Yes, nature. God made the world in a particular way, and has provided us with a manual for understanding in the Bible. But I have assembled enough products that were shipped to me in a box to be able to tell how the good ones work. Say I am assembling a book case. Not only do I have the manual, but I also discover that the intelligent people at the factory have labeled and marked the various parts. That is what nature is like. The world goes together the way God intends for it to go together.

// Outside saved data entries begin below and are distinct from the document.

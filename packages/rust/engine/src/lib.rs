//! Stateful workflow engine for the battle-card pipeline.
//!
//! The pipeline is a finite state machine: states are phases plus the two
//! terminals `Complete` and `Failed`, and the edges live in an explicit
//! transition table ([`route`]) rather than in ambient control flow. Each
//! phase node is a pure function from a state snapshot to a tagged outcome
//! (`Success(patch)` / `Retry` / `Abort`); the engine owns sequencing,
//! bounded retries with backoff, the phase-history audit trail, and atomic
//! patch application.

pub mod executor;
pub mod outcome;
pub mod patch;
pub mod transitions;

pub use executor::{
    CheckpointSink, EngineConfig, ProgressReporter, RunReport, SilentProgress, WorkflowEngine,
};
pub use outcome::{PhaseNode, PhaseOutcome};
pub use patch::StatePatch;
pub use transitions::{replay_history, route, Step, ENTRY_PHASE};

If you want to make sense of it all, then make this resolution. Reject every form untethered nominalism. Confess that Jesus is Lord outside your faith community. And embrace the grace contained within natural revelation. And don’t try to run any workshops on queer theory at Tea Party rallies.
Now there are good Christian people who, for various reasons, are dabbling with one or more of these three problem areas — unhinged nominalism, a retreat to commitment, and a suspicion of natural theology. I do not regard them as evil or wicked, but I do regard them as hopelessly outmaneuvered.